LT6427B - Proximal femoral osteosynthesis plate - Google Patents

Abstract

Invention is a surgical device that is particularly designed for proximal femurosteosynthesis. The purpose of present invention is to provide a fixation plate having optimal surface contact with bone in order to reduce complication rate and increase device reliability; as well as to ensure the effectiveness of osteosynthesis of various proximal femoralfractures, and reduce secondary bone fracture rate. The purpose is achieved as follows: proximal femoral osteosynthesis plate has screw holes axis of which are tilted in certain angle towards the bone center, and are situated in different sides of the center line of plate shaft portion; neither of the adjacent holes is in the same longitudinal line; geometrical angles of the proximal plate portion are selected to provide the optimal contact between the inside surface of the proximal portion of the plate ant anatomical surface of the greater trochanter, to ensure that the largest possible inside surface of the plate comes into contact with lateral surface of the bone; along the area where proximal portion of the plate meets the shaft portion, the stiffening ribs are designed. The novelty of the device is that the angulations of the axis of screw holes in the osteosynthesis plates for fixation of pertrochanteric fractures, intertrochanteric fractures, common fractures, femur neck and pertrochantericfractures, are selected based on anthropometrical analysis of the femur bone.

Description

The invention relates to surgical devices, in particular to osteosynthesis plates of femur fractures. According to international classification A61B17 / 58 Surgical instruments, devices or methods of osteosynthesis, eg bone plates, screws or the like.

Orthopedics have long used bone fracture plates (osteosynthesis plates), which are basically implants of one or more parts. These implants can be supplied in various lengths and modifications according to the state of the art.
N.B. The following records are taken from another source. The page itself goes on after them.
use tracing_subscriber::{fmt, EnvFilter};

use crate::server::{config::Config, error::AppError};

/// Log filter used when `RUST_LOG` is not set.
const DEFAULT_LOG_FILTER: &str = "lectio=info,tower_http=info";

/// Installs the global tracing subscriber.
///
/// Honours `RUST_LOG` and falls back to [`DEFAULT_LOG_FILTER`].
pub fn init_tracing() {
    let filter =
        EnvFilter::try_from_default_env().unwrap_or_else(|_| EnvFilter::new(DEFAULT_LOG_FILTER));

    fmt().with_env_filter(filter).init();
}

/// Connects to the Sqlite database and runs pending migrations.
///
/// Establishes a connection pool to the Sqlite database using the connection string from
/// configuration, then runs all pending SeaORM migrations so the schema is up-to-date
/// before the first request is served.
///
/// # Arguments
/// - `config` - Application configuration containing the database URL
///
/// # Returns
/// - `Ok(DatabaseConnection)` - Connected database with migrations applied
/// - `Err(AppError::DbErr)` - Failed to connect to database or run migrations
pub async fn connect_to_database(config: &Config) -> Result<sea_orm::DatabaseConnection, AppError> {
    use migration::{Migrator, MigratorTrait};
    use sea_orm::{ConnectOptions, Database};

    let mut opt = ConnectOptions::new(&config.database_url);
    opt.sqlx_logging(false);

    let db = Database::connect(opt).await?;

    Migrator::up(&db, None).await?;

    tracing::info!("Database ready");

    Ok(db)
}
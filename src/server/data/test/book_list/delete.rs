use super::*;

/// Tests deleting an entry twice.
///
/// Expected: Ok(true) then Ok(false)
#[tokio::test]
async fn deletes_entry_once() -> Result<(), DbErr> {
    let test = TestBuilder::new().with_list_tables().build().await.unwrap();
    let db = test.db.as_ref().unwrap();

    let (book, list, _) = factory::helpers::create_book_in_list(db, 1, 0).await?;
    let repo = BookListRepository::new(db);

    assert!(repo.delete(list.id, book.id).await?);
    assert!(!repo.delete(list.id, book.id).await?);
    Ok(())
}

/// Tests clearing every entry of a list.
///
/// Expected: Ok with the number removed; other lists untouched
#[tokio::test]
async fn deletes_all_entries_of_list() -> Result<(), DbErr> {
    let test = TestBuilder::new().with_list_tables().build().await.unwrap();
    let db = test.db.as_ref().unwrap();

    let list = factory::create_user_list(db, 1).await?;
    let other_list = factory::create_user_list(db, 1).await?;
    let first = factory::create_book(db).await?;
    let second = factory::create_book(db).await?;
    factory::create_book_list(db, list.id, first.id, 0).await?;
    factory::create_book_list(db, list.id, second.id, 0).await?;
    factory::create_book_list(db, other_list.id, first.id, 0).await?;

    let repo = BookListRepository::new(db);

    assert_eq!(repo.delete_by_list_id(list.id).await?, 2);
    assert!(repo.find_by_list_id(list.id).await?.is_empty());
    assert_eq!(repo.find_by_list_id(other_list.id).await?.len(), 1);
    Ok(())
}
Known firms in Arthrex, Ine. osteosynthesis plaque of bone fractures consisting of two integral parts, the body and the proximal end. The body part moves to the proximal part as it is distributed (see EP 2 730 244 A1).

The disadvantage of such a plate is the configuration of the screw holes and the thickness of the plate does not guarantee mechanical stability of the plate.

Known femoral osteosynthesis plates of the proximal end of the femur known to Depuy Synthes Products, LLC. Elongated plate consisting of two integral parts - body and proximal end. The body part moves to the proximal part as it is distributed (see WO 2015/088760 Al).

The disadvantage of such a plaque is that 37.5-42.1% of patients treated in this way complain of pain in the femur (Oh CW et al., 2009, Wirtz C et al., 2013, Saini P at ai., 2013). The cause of the pain is an inflammation of the lumbosacral sac of the femoral lobe, which is not completely attached to the lateral surface of the proximal femur (Oh CW et al., 2009, Saini P at ai., 2013). Such plate orifice configurations do not provide mechanical stability in the case of complex fractures. Such plates have diagonal lines on the screw openings in the body, which can lead to bone breakage during treatment.

It is an object of the present invention to provide maximal plaque fit to the femoral major lumbar vertebra, thereby reducing the likelihood of complications, which would enhance its reliability, as well as to provide different osteosynthetic efficiency of different femur proximal end fractures by the likelihood of a secondary bone fracture (due to the insertion of the plate), with the screw holes not aligned.

The plaques provided allow for osteosynthesis of the femur proximal end fracture, and its construction is based on detailed anthropometric measurements of the population, thus ensuring maximum plaque fit to the bone and minimizing the risk of complications.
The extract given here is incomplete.